The third thing you should consider is travel. Are you prepared to travel for a new contract depending on supply/demand? I’ve seen both good and bad contract markets, when it’s good, you can get something on your doorstep, but when the market is bad or saturated you may have to travel further afield. It’s not unheard of for contractors to be commuting to another town, nationwide (often to the likes of London) or even to Europe on a daily/weekly basis. Are you prepared to commit to spending time travelling, and have you spoken with your partner about the implications this will have on your family life?
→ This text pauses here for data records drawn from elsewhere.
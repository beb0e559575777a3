//! Shared application state for axum handlers.

use std::sync::Arc;

use hbnb_app::ports::{
    AmenityRepository, CityRepository, ObjectCounter, PlaceRepository, StateRepository,
    UserRepository,
};
use hbnb_app::services::amenity_service::AmenityService;
use hbnb_app::services::city_service::CityService;
use hbnb_app::services::place_service::PlaceService;
use hbnb_app::services::state_service::StateService;
use hbnb_app::services::stats_service::StatsService;
use hbnb_app::services::user_service::UserService;

/// Application state shared across all axum handlers.
///
/// Generic over the repository types and the object counter to avoid dynamic
/// dispatch. `Clone` is implemented manually so the underlying types
/// themselves do not need to be `Clone`; only the `Arc` wrappers are cloned.
pub struct AppState<SR, CR, AR, UR, PR, OC> {
    /// State CRUD service.
    pub state_service: Arc<StateService<SR>>,
    /// City CRUD service, scoped by state.
    pub city_service: Arc<CityService<CR>>,
    /// Amenity CRUD service.
    pub amenity_service: Arc<AmenityService<AR>>,
    /// User CRUD service.
    pub user_service: Arc<UserService<UR>>,
    /// Place CRUD service, scoped by city and owned by a user.
    pub place_service: Arc<PlaceService<PR, UR>>,
    /// Per-kind object counts.
    pub stats_service: Arc<StatsService<OC>>,
}

impl<SR, CR, AR, UR, PR, OC> Clone for AppState<SR, CR, AR, UR, PR, OC> {
    fn clone(&self) -> Self {
        Self {
            state_service: Arc::clone(&self.state_service),
            city_service: Arc::clone(&self.city_service),
            amenity_service: Arc::clone(&self.amenity_service),
            user_service: Arc::clone(&self.user_service),
            place_service: Arc::clone(&self.place_service),
            stats_service: Arc::clone(&self.stats_service),
        }
    }
}

impl<SR, CR, AR, UR, PR, OC> AppState<SR, CR, AR, UR, PR, OC>
where
    SR: StateRepository + Send + Sync + 'static,
    CR: CityRepository + Send + Sync + 'static,
    AR: AmenityRepository + Send + Sync + 'static,
    UR: UserRepository + Send + Sync + 'static,
    PR: PlaceRepository + Send + Sync + 'static,
    OC: ObjectCounter + Send + Sync + 'static,
{
    /// Create a new application state from service instances.
    pub fn new(
        state_service: StateService<SR>,
        city_service: CityService<CR>,
        amenity_service: AmenityService<AR>,
        user_service: UserService<UR>,
        place_service: PlaceService<PR, UR>,
        stats_service: StatsService<OC>,
    ) -> Self {
        Self {
            state_service: Arc::new(state_service),
            city_service: Arc::new(city_service),
            amenity_service: Arc::new(amenity_service),
            user_service: Arc::new(user_service),
            place_service: Arc::new(place_service),
            stats_service: Arc::new(stats_service),
        }
    }
}
//! JSON REST handlers for states.

use axum::Json;
use axum::extract::{Path, State as AxumState};
use axum::http::StatusCode;
use axum::response::{IntoResponse, Response};

use hbnb_app::ports::{
    AmenityRepository, CityRepository, ObjectCounter, PlaceRepository, StateRepository,
    UserRepository,
};
use hbnb_domain::id::StateId;
use hbnb_domain::state::{State, StateBuilder, StatePatch};

use super::{empty_object, parse_id};
use crate::error::ApiError;
use crate::payload::Payload;
use crate::state::AppState;

/// Possible responses from the list endpoint.
pub enum ListResponse {
    Ok(Json<Vec<State>>),
}

impl IntoResponse for ListResponse {
    fn into_response(self) -> Response {
        match self {
            Self::Ok(json) => json.into_response(),
        }
    }
}

/// Possible responses from the get and update endpoints.
pub enum GetResponse {
    Ok(Json<State>),
}

impl IntoResponse for GetResponse {
    fn into_response(self) -> Response {
        match self {
            Self::Ok(json) => json.into_response(),
        }
    }
}

/// Possible responses from the create endpoint.
pub enum CreateResponse {
    Created(Json<State>),
}

impl IntoResponse for CreateResponse {
    fn into_response(self) -> Response {
        match self {
            Self::Created(json) => (StatusCode::CREATED, json).into_response(),
        }
    }
}

/// Possible responses from the delete endpoint.
pub enum DeleteResponse {
    Ok,
}

impl IntoResponse for DeleteResponse {
    fn into_response(self) -> Response {
        match self {
            Self::Ok => empty_object().into_response(),
        }
    }
}

/// `GET /api/v1/states`
pub async fn list<SR, CR, AR, UR, PR, OC>(
    AxumState(state): AxumState<AppState<SR, CR, AR, UR, PR, OC>>,
) -> Result<ListResponse, ApiError>
where
    SR: StateRepository + Send + Sync + 'static,
    CR: CityRepository + Send + Sync + 'static,
    AR: AmenityRepository + Send + Sync + 'static,
    UR: UserRepository + Send + Sync + 'static,
    PR: PlaceRepository + Send + Sync + 'static,
    OC: ObjectCounter + Send + Sync + 'static,
{
    let states = state.state_service.list_states().await?;
    Ok(ListResponse::Ok(Json(states)))
}

/// `GET /api/v1/states/{state_id}`
pub async fn get<SR, CR, AR, UR, PR, OC>(
    AxumState(state): AxumState<AppState<SR, CR, AR, UR, PR, OC>>,
    Path(id): Path<String>,
) -> Result<GetResponse, ApiError>
where
    SR: StateRepository + Send + Sync + 'static,
    CR: CityRepository + Send + Sync + 'static,
    AR: AmenityRepository + Send + Sync + 'static,
    UR: UserRepository + Send + Sync + 'static,
    PR: PlaceRepository + Send + Sync + 'static,
    OC: ObjectCounter + Send + Sync + 'static,
{
    let state_id: StateId = parse_id("State", &id)?;
    let found = state.state_service.get_state(state_id).await?;
    Ok(GetResponse::Ok(Json(found)))
}

/// `POST /api/v1/states`
pub async fn create<SR, CR, AR, UR, PR, OC>(
    AxumState(state): AxumState<AppState<SR, CR, AR, UR, PR, OC>>,
    payload: Payload<StateBuilder>,
) -> Result<CreateResponse, ApiError>
where
    SR: StateRepository + Send + Sync + 'static,
    CR: CityRepository + Send + Sync + 'static,
    AR: AmenityRepository + Send + Sync + 'static,
    UR: UserRepository + Send + Sync + 'static,
    PR: PlaceRepository + Send + Sync + 'static,
    OC: ObjectCounter + Send + Sync + 'static,
{
    let builder = payload.into_inner()?;
    let created = state.state_service.create_state(builder).await?;
    Ok(CreateResponse::Created(Json(created)))
}

/// `PUT /api/v1/states/{state_id}`
pub async fn update<SR, CR, AR, UR, PR, OC>(
    AxumState(state): AxumState<AppState<SR, CR, AR, UR, PR, OC>>,
    Path(id): Path<String>,
    payload: Payload<StatePatch>,
) -> Result<GetResponse, ApiError>
where
    SR: StateRepository + Send + Sync + 'static,
    CR: CityRepository + Send + Sync + 'static,
    AR: AmenityRepository + Send + Sync + 'static,
    UR: UserRepository + Send + Sync + 'static,
    PR: PlaceRepository + Send + Sync + 'static,
    OC: ObjectCounter + Send + Sync + 'static,
{
    let state_id: StateId = parse_id("State", &id)?;
    let current = state.state_service.get_state(state_id).await?;
    let patch = payload.into_inner()?;
    let updated = state.state_service.update_state(current, patch).await?;
    Ok(GetResponse::Ok(Json(updated)))
}

/// `DELETE /api/v1/states/{state_id}`
///
/// Also removes the state's cities and their places.
pub async fn delete<SR, CR, AR, UR, PR, OC>(
    AxumState(state): AxumState<AppState<SR, CR, AR, UR, PR, OC>>,
    Path(id): Path<String>,
) -> Result<DeleteResponse, ApiError>
where
    SR: StateRepository + Send + Sync + 'static,
    CR: CityRepository + Send + Sync + 'static,
    AR: AmenityRepository + Send + Sync + 'static,
    UR: UserRepository + Send + Sync + 'static,
    PR: PlaceRepository + Send + Sync + 'static,
    OC: ObjectCounter + Send + Sync + 'static,
{
    let state_id: StateId = parse_id("State", &id)?;
    state.state_service.delete_state(state_id).await?;
    Ok(DeleteResponse::Ok)
}
//! Place service: use-cases for managing the places of a city.

use hbnb_domain::city::City;
use hbnb_domain::error::{HbnbError, NotFoundError};
use hbnb_domain::id::PlaceId;
use hbnb_domain::place::{Place, PlaceBuilder, PlacePatch};

use crate::ports::{PlaceRepository, UserRepository};

/// Application service for place CRUD operations.
///
/// Needs read access to users: a place can only be created for an existing
/// owner.
pub struct PlaceService<R, U> {
    repo: R,
    users: U,
}

impl<R, U> PlaceService<R, U>
where
    R: PlaceRepository,
    U: UserRepository,
{
    /// Create a new service backed by the given repositories.
    pub fn new(repo: R, users: U) -> Self {
        Self { repo, users }
    }

    /// List the places of a city.
    ///
    /// # Errors
    ///
    /// Returns a storage error propagated from the repository.
    pub async fn list_places(&self, city: &City) -> Result<Vec<Place>, HbnbError> {
        self.repo.find_by_city_id(city.id).await
    }

    /// Look up a place by id, returning an error if not found.
    ///
    /// # Errors
    ///
    /// Returns [`HbnbError::NotFound`] when no place with `id` exists,
    /// or a storage error from the repository.
    pub async fn get_place(&self, id: PlaceId) -> Result<Place, HbnbError> {
        self.repo.get_by_id(id).await?.ok_or_else(|| {
            NotFoundError {
                entity: "Place",
                id: id.to_string(),
            }
            .into()
        })
    }

    /// Build a place inside `city` and persist it.
    ///
    /// Checks run in order: `user_id` present, owner exists, `name` present.
    ///
    /// # Errors
    ///
    /// Returns [`HbnbError::Validation`] if `user_id` or `name` is missing,
    /// [`HbnbError::NotFound`] if the owner does not exist, or a storage
    /// error propagated from a repository.
    #[tracing::instrument(skip(self, city, builder), fields(city_id = %city.id))]
    pub async fn create_place(
        &self,
        city: &City,
        builder: PlaceBuilder,
    ) -> Result<Place, HbnbError> {
        let user_id = builder.user()?;
        if self.users.get_by_id(user_id).await?.is_none() {
            return Err(NotFoundError {
                entity: "User",
                id: user_id.to_string(),
            }
            .into());
        }
        let place = builder.city_id(city.id).build()?;
        self.repo.create(place).await
    }

    /// Apply a patch to a place already loaded by the caller and persist it.
    ///
    /// # Errors
    ///
    /// Returns a storage error propagated from the repository.
    #[tracing::instrument(skip(self, place, patch), fields(id = %place.id))]
    pub async fn update_place(
        &self,
        mut place: Place,
        patch: PlacePatch,
    ) -> Result<Place, HbnbError> {
        place.apply(patch);
        self.repo.update(place).await
    }

    /// Delete a place by id.
    ///
    /// # Errors
    ///
    /// Returns [`HbnbError::NotFound`] when the place does not exist, or a
    /// storage error from the repository.
    #[tracing::instrument(skip(self))]
    pub async fn delete_place(&self, id: PlaceId) -> Result<(), HbnbError> {
        let place = self.get_place(id).await?;
        self.repo.delete(place.id).await
    }
}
Compliance can be a daunting prospect when moving into the contracting space for the first time, to the point where people are deterred from even exploring the prospect for fear it’s too ‘complicated’. Do you have adequate insurance in place, do you need to have a valid Disclose Scotland or be Security Checked, are you aware of IR35 and the implications of the legislation, are you a director of any other companies? These are all questions you should be able to answer. I’m still amazed at how many people (often experienced career contractors!) are unaware of the various requirements for setting up a contracting business and getting onsite (with adequate protection and governance).
5. Day Rates
Our last consideration and some may consider the most important! Day rates. It’s clear that contracting can be financially beneficial if done effectively. How do you determine your initial day rate, what should you be asking for, what is a ‘good’ market rate? Fortunately, a lot of this information can be gleaned from recruitment consultancies, LinkedIn posts, salary surveys, job adverts and personal networks. Day rates often fluctuate, as they are reliant on the supply and demand of contractors in the market, and in the end client budgets will of course have an impact. Ultimately your gut instinct will play a huge part but take council if unsure.